Use Less Stuff Day (November 20) coincides with the holiday season
-- that time of year when Americans produce more trash than at any other
time!
Included -- news of a recycling-idea contest for
students ages 6 to 12.

The last thing we want to think about while we deck the halls is holiday
clutter, but did you know... Each year between Thanksgiving
and New Year's Americans increase their trash by approximately 25 percent,
or an extra million tons per week!
And did you know...?
Annual trash from gift wrap and shopping bags totals about 4
million tons.
Third class mail adds another 4.4 million tons to mail bags
and, ultimately, to garbage bags.
In 1991, the average household received 142 mail order catalogs.
Between Thanksgiving and Christmas, Americans send out more
than 2.3 billion cards. Laid end to end, that's almost 26,000 miles of
cards, enough to circle the Earth and then some.

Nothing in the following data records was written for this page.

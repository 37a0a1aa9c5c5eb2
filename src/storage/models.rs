use chrono::{DateTime, Utc};
use serde::{Deserialize, Serialize};

/// Three-state patch value for partial updates that survives serialization round-trips.
/// Unlike `Option<Option<T>>`, each variant has a distinct wire representation.
#[derive(Debug, Clone, Default, PartialEq, Serialize, Deserialize)]
pub enum Patch<T> {
    /// Field was not included in the request (no change).
    #[default]
    Absent,
    /// Field was explicitly set to null (clear it).
    Null,
    /// Field was set to a new value.
    Value(T),
}

impl<T> From<Option<Option<T>>> for Patch<T> {
    fn from(v: Option<Option<T>>) -> Self {
        match v {
            None => Patch::Absent,
            Some(None) => Patch::Null,
            Some(Some(v)) => Patch::Value(v),
        }
    }
}

impl<T: Clone> Patch<T> {
    /// Apply the patch to an optional field in place.
    pub fn apply_to(&self, field: &mut Option<T>) {
        match self {
            Patch::Absent => {}
            Patch::Null => *field = None,
            Patch::Value(v) => *field = Some(v.clone()),
        }
    }
}

impl<T> Patch<T> {
    pub fn is_absent(&self) -> bool {
        matches!(self, Patch::Absent)
    }
}

/// Where a file record sits in the trash lifecycle. Purged records no longer exist,
/// so only the two live states are representable on a record.
#[derive(Debug, Clone, Copy, PartialEq, Eq, Serialize, Deserialize)]
#[serde(rename_all = "lowercase")]
pub enum LifecycleState {
    Active,
    Trashed,
}

/// A file record stored in redb
#[derive(Debug, Clone, PartialEq, Serialize, Deserialize)]
pub struct FileRecord {
    // System fields
    pub id: String,
    pub name: String,
    pub size: u64,
    /// Lower-cased extension of `name`, empty when there is none
    pub file_type: String,
    pub owner_email: String,
    pub storage_path: String,
    pub blob_ref: String,
    pub created_at: DateTime<Utc>,
    #[serde(default)]
    pub modified_at: Option<DateTime<Utc>>,
    #[serde(default)]
    pub parent_folder_id: Option<String>,

    // User-controlled flags
    #[serde(default)]
    pub is_favorite: bool,
    #[serde(default)]
    pub is_in_trash: bool,
    #[serde(default)]
    pub trashed_at: Option<DateTime<Utc>>,
}

impl FileRecord {
    pub fn state(&self) -> LifecycleState {
        if self.is_in_trash {
            LifecycleState::Trashed
        } else {
            LifecycleState::Active
        }
    }
}

/// Extract the lower-cased extension used for icon and preview dispatch.
pub fn file_type_from_name(name: &str) -> String {
    match name.rsplit_once('.') {
        Some((stem, ext)) if !stem.is_empty() => ext.to_lowercase(),
        _ => String::new(),
    }
}

/// A folder record stored in redb
#[derive(Debug, Clone, PartialEq, Serialize, Deserialize)]
pub struct FolderRecord {
    pub id: String,
    pub name: String,
    pub owner_email: String,
    #[serde(default)]
    pub parent_folder_id: Option<String>,
    pub created_at: DateTime<Utc>,
}

/// Partial update of a file record. Absent fields are left untouched.
#[derive(Debug, Clone, Default, PartialEq, Serialize, Deserialize)]
pub struct FilePatch {
    #[serde(default)]
    pub name: Option<String>,
    #[serde(default)]
    pub parent_folder_id: Patch<String>,
    #[serde(default)]
    pub is_favorite: Option<bool>,
    #[serde(default)]
    pub is_in_trash: Option<bool>,
    #[serde(default)]
    pub trashed_at: Patch<DateTime<Utc>>,
    #[serde(default)]
    pub modified_at: Patch<DateTime<Utc>>,
}

impl FilePatch {
    pub fn is_empty(&self) -> bool {
        self.name.is_none()
            && self.parent_folder_id.is_absent()
            && self.is_favorite.is_none()
            && self.is_in_trash.is_none()
            && self.trashed_at.is_absent()
            && self.modified_at.is_absent()
    }

    pub fn apply_to(&self, file: &mut FileRecord) {
        if let Some(ref name) = self.name {
            file.name = name.clone();
        }
        self.parent_folder_id.apply_to(&mut file.parent_folder_id);
        if let Some(fav) = self.is_favorite {
            file.is_favorite = fav;
        }
        if let Some(trash) = self.is_in_trash {
            file.is_in_trash = trash;
        }
        self.trashed_at.apply_to(&mut file.trashed_at);
        self.modified_at.apply_to(&mut file.modified_at);
    }
}

/// Conjunction of equality predicates over the files collection.
/// `None` means "don't filter on this field".
#[derive(Debug, Clone, Default, PartialEq)]
pub struct FileQuery {
    pub owner_email: Option<String>,
    /// `Some(None)` matches root-level files only
    pub parent_folder_id: Option<Option<String>>,
    pub is_in_trash: Option<bool>,
    pub is_favorite: Option<bool>,
}

impl FileQuery {
    pub fn owned_by(email: &str) -> Self {
        Self {
            owner_email: Some(email.to_string()),
            ..Default::default()
        }
    }

    pub fn in_folder(folder_id: &str) -> Self {
        Self {
            parent_folder_id: Some(Some(folder_id.to_string())),
            ..Default::default()
        }
    }

    pub fn trashed(mut self, in_trash: bool) -> Self {
        self.is_in_trash = Some(in_trash);
        self
    }

    pub fn matches(&self, file: &FileRecord) -> bool {
        self.owner_email
            .as_ref()
            .map_or(true, |e| *e == file.owner_email)
            && self
                .parent_folder_id
                .as_ref()
                .map_or(true, |p| *p == file.parent_folder_id)
            && self.is_in_trash.map_or(true, |t| t == file.is_in_trash)
            && self.is_favorite.map_or(true, |f| f == file.is_favorite)
    }
}

#[derive(Debug, Clone, Default, PartialEq)]
pub struct FolderQuery {
    pub owner_email: Option<String>,
    pub parent_folder_id: Option<Option<String>>,
}

impl FolderQuery {
    pub fn children_of(folder_id: &str) -> Self {
        Self {
            owner_email: None,
            parent_folder_id: Some(Some(folder_id.to_string())),
        }
    }

    pub fn matches(&self, folder: &FolderRecord) -> bool {
        self.owner_email
            .as_ref()
            .map_or(true, |e| *e == folder.owner_email)
            && self
                .parent_folder_id
                .as_ref()
                .map_or(true, |p| *p == folder.parent_folder_id)
    }
}
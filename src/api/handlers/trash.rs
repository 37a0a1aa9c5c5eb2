use axum::extract::State;
use axum::Json;
use std::sync::Arc;

use super::files::{file_to_response, FileResponse};
use crate::api::response::{ApiError, JSend};
use crate::batch::BatchOutcome;
use crate::session::SessionUser;
use crate::AppState;

/// Trashed files, most recently trashed first.
pub async fn list_trash(
    State(state): State<Arc<AppState>>,
    user: SessionUser,
) -> Result<Json<JSend<Vec<FileResponse>>>, ApiError> {
    let files = state.services.files.list_trash(&user.email).await?;
    Ok(JSend::success(files.iter().map(file_to_response).collect()))
}

pub async fn restore_all(
    State(state): State<Arc<AppState>>,
    user: SessionUser,
) -> Result<Json<JSend<BatchOutcome>>, ApiError> {
    let files = state.services.files.list_trash(&user.email).await?;
    let outcome = state
        .services
        .batch
        .batch_restore(files.iter().map(|f| f.id.as_str()))
        .await;
    Ok(JSend::success(outcome))
}

/// Empty the trash.
pub async fn purge_all(
    State(state): State<Arc<AppState>>,
    user: SessionUser,
) -> Result<Json<JSend<BatchOutcome>>, ApiError> {
    let files = state.services.files.list_trash(&user.email).await?;
    let outcome = state
        .services
        .batch
        .batch_purge(files.iter().map(|f| f.id.as_str()))
        .await;
    Ok(JSend::success(outcome))
}

#[cfg(test)]
mod tests {
    use super::*;
    use crate::files::NewUpload;
    use crate::object_store::no_progress;
    use crate::testutil::{test_state, OWNER};
    use bytes::Bytes;

    fn owner() -> SessionUser {
        SessionUser {
            email: OWNER.to_string(),
            display_name: None,
            avatar_url: None,
        }
    }

    async fn trashed_upload(state: &AppState, owner_email: &str, name: &str) {
        let upload = NewUpload {
            name: name.to_string(),
            data: Bytes::from_static(b"data"),
            parent_folder_id: None,
            modified_at: None,
        };
        let file = state
            .services
            .files
            .upload(owner_email, upload, &no_progress)
            .await
            .unwrap();
        state.services.lifecycle.move_to_trash(&file).await.unwrap();
    }

    #[tokio::test]
    async fn restore_all_only_touches_own_trash() {
        let dir = tempfile::tempdir().unwrap();
        let state = test_state(&dir);
        trashed_upload(&state, OWNER, "a.txt").await;
        trashed_upload(&state, OWNER, "b.txt").await;
        trashed_upload(&state, "other@example.com", "c.txt").await;

        let outcome = restore_all(State(state.clone()), owner()).await.unwrap();
        assert_eq!(outcome.0.data, BatchOutcome { succeeded: 2, failed: 0 });

        let trash = list_trash(State(state.clone()), owner()).await.unwrap();
        assert!(trash.0.data.is_empty());
        let theirs = state
            .services
            .files
            .list_trash("other@example.com")
            .await
            .unwrap();
        assert_eq!(theirs.len(), 1);
    }

    #[tokio::test]
    async fn purge_all_empties_trash() {
        let dir = tempfile::tempdir().unwrap();
        let state = test_state(&dir);
        trashed_upload(&state, OWNER, "a.txt").await;

        let outcome = purge_all(State(state.clone()), owner()).await.unwrap();
        assert_eq!(outcome.0.data.succeeded, 1);
        assert!(state.services.files.list_all(OWNER).await.unwrap().is_empty());
    }
}
mod gcs;
mod local;

pub use gcs::GcsStore;
pub use local::LocalStore;

use async_trait::async_trait;
use bytes::Bytes;
use thiserror::Error;

#[derive(Debug, Error)]
pub enum ObjectStoreError {
    #[error("IO error: {0}")]
    Io(#[from] std::io::Error),
    #[error("Object not found: {0}")]
    NotFound(String),
    #[error("Backend error: {0}")]
    Backend(String),
}

/// Upload progress callback, called with a percentage in `0..=100`.
pub type Progress<'a> = &'a (dyn Fn(u8) + Send + Sync);

/// Progress sink that discards every update.
pub fn no_progress(_: u8) {}

/// Abstraction over blob storage backends.
/// Keys are storage paths (`file/<uuid>`); the blobs are meaningless without the record store.
#[async_trait]
pub trait ObjectStore: Send + Sync {
    /// Store `data` under `key` and return the URL the blob can be fetched from.
    async fn upload(
        &self,
        key: &str,
        data: Bytes,
        progress: Progress<'_>,
    ) -> Result<String, ObjectStoreError>;
    async fn get(&self, key: &str) -> Result<Bytes, ObjectStoreError>;
    /// Deleting a missing key is not an error.
    async fn delete(&self, key: &str) -> Result<(), ObjectStoreError>;
    async fn exists(&self, key: &str) -> Result<bool, ObjectStoreError>;
}

/// Percentage of `done` out of `total`, treating an empty payload as complete.
pub(crate) fn percent(done: usize, total: usize) -> u8 {
    if total == 0 {
        return 100;
    }
    ((done as u128 * 100) / total as u128).min(100) as u8
}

On November 20, 1997, the Thursday before Thanksgiving, The
ULS Report, along with the Environmental
Protection Agency (EPA), Keep
America Beautiful, Inc., and a diverse group of more than 250 other
government, education, business, and community organizations, will kick
of the Third Annual ULS
(Use Less Stuff) Day.
To celebrate ULS Day, a new feature has been added this year -- a Use
Less Stuff Contest for school children ages 6 to 12. Students nationwide
will be challenged to think of innovative ways to reduce waste at home,
in school, or within the community. Prizes include a new bicycle for the
grand prize winner, and in-line skates, courtesy of Rollerblade, Inc.,
for the finalists. (In the spirit of using less stuff, a bicycle and in-line
skates have been selected because they are energy-efficient alternative
modes of transportation!)
Each participating student between the ages of 6 and 12 submits
a ULS idea on a contest entry form (see contest
rules for details) and submits that entry to The Use Less Stuff Contest,
P.O. Box 130116, Ann Arbor, MI 48113. One entry per student. The contest
begins on ULS Day, November 20th, 1997; all entries must be received by
February 1, 1998. A panel assembled by The ULS Report will judge
entries on the basis of originality, practicality, and waste-saving potential.

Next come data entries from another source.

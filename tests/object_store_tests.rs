use bytes::Bytes;
use drive::object_store::{no_progress, LocalStore, ObjectStore, ObjectStoreError};
use std::sync::Mutex;

const BLOB_URL: &str = "http://localhost:8080/blobs";

#[tokio::test]
async fn test_local_store_upload_get() {
    let dir = tempfile::tempdir().unwrap();
    let store = LocalStore::new(dir.path(), BLOB_URL).unwrap();

    let data = Bytes::from("hello world");
    let url = store
        .upload("file/abc", data.clone(), &no_progress)
        .await
        .unwrap();
    assert_eq!(url, "http://localhost:8080/blobs/file/abc");

    let retrieved = store.get("file/abc").await.unwrap();
    assert_eq!(retrieved, data);
}

#[tokio::test]
async fn test_local_store_trims_trailing_slash_from_url() {
    let dir = tempfile::tempdir().unwrap();
    let store = LocalStore::new(dir.path(), "http://localhost:8080/blobs/").unwrap();

    let url = store
        .upload("k", Bytes::from("x"), &no_progress)
        .await
        .unwrap();
    assert_eq!(url, "http://localhost:8080/blobs/k");
}

#[tokio::test]
async fn test_local_store_reports_progress() {
    let dir = tempfile::tempdir().unwrap();
    let store = LocalStore::new(dir.path(), BLOB_URL).unwrap();

    let seen = Mutex::new(Vec::new());
    let report = |p: u8| seen.lock().unwrap().push(p);
    store
        .upload("big", Bytes::from(vec![0u8; 200 * 1024]), &report)
        .await
        .unwrap();

    let seen = seen.into_inner().unwrap();
    assert_eq!(seen.first(), Some(&0));
    assert_eq!(seen.last(), Some(&100));
    assert!(seen.windows(2).all(|w| w[0] <= w[1]));
}

#[tokio::test]
async fn test_local_store_exists() {
    let dir = tempfile::tempdir().unwrap();
    let store = LocalStore::new(dir.path(), BLOB_URL).unwrap();

    assert!(!store.exists("missing").await.unwrap());

    store
        .upload("present", Bytes::from("data"), &no_progress)
        .await
        .unwrap();
    assert!(store.exists("present").await.unwrap());
}

#[tokio::test]
async fn test_local_store_delete() {
    let dir = tempfile::tempdir().unwrap();
    let store = LocalStore::new(dir.path(), BLOB_URL).unwrap();

    store
        .upload("file/to-delete", Bytes::from("data"), &no_progress)
        .await
        .unwrap();
    assert!(store.exists("file/to-delete").await.unwrap());

    store.delete("file/to-delete").await.unwrap();
    assert!(!store.exists("file/to-delete").await.unwrap());
}

#[tokio::test]
async fn test_local_store_delete_nonexistent() {
    let dir = tempfile::tempdir().unwrap();
    let store = LocalStore::new(dir.path(), BLOB_URL).unwrap();

    // Deleting a nonexistent key should not error
    store.delete("nonexistent").await.unwrap();
}

#[tokio::test]
async fn test_local_store_get_not_found() {
    let dir = tempfile::tempdir().unwrap();
    let store = LocalStore::new(dir.path(), BLOB_URL).unwrap();

    let result = store.get("missing").await;
    assert!(matches!(result.unwrap_err(), ObjectStoreError::NotFound(_)));
}

#[tokio::test]
async fn test_local_store_rejects_path_traversal() {
    let dir = tempfile::tempdir().unwrap();
    let store = LocalStore::new(dir.path().join("blobs"), BLOB_URL).unwrap();

    let result = store
        .upload("../escape", Bytes::from("data"), &no_progress)
        .await;
    assert!(result.is_err());
    assert!(!dir.path().join("escape").exists());

    assert!(matches!(
        store.get("/etc/passwd").await.unwrap_err(),
        ObjectStoreError::NotFound(_)
    ));
}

Five regional finalists will be announced on March 1, 1998. The national
ULS Contest winner will be announced on Earth Day, April 22, 1998.
To help kids and their parents get the most from holiday shopping while
using less, this year The ULS Report will issue The
ULS Yuletide Guide: Tips and Gifts To Get More From Less. Free to
consumers, the guide offers tips, surprising facts about holiday trash,
and great gift ideas. Tips include:
- Make your own personalized, festive gift wrap using materials you
already have around the house: the comics for kids or the financial
section for your favorite banker; fancy shopping bags; material scraps,
etc.
- Plan ahead. And consolidate your shopping trips. Having a list and
spending fewer hours driving to malls and shopping centers (and trying
to find a parking place) means less wasted gas, time and stress.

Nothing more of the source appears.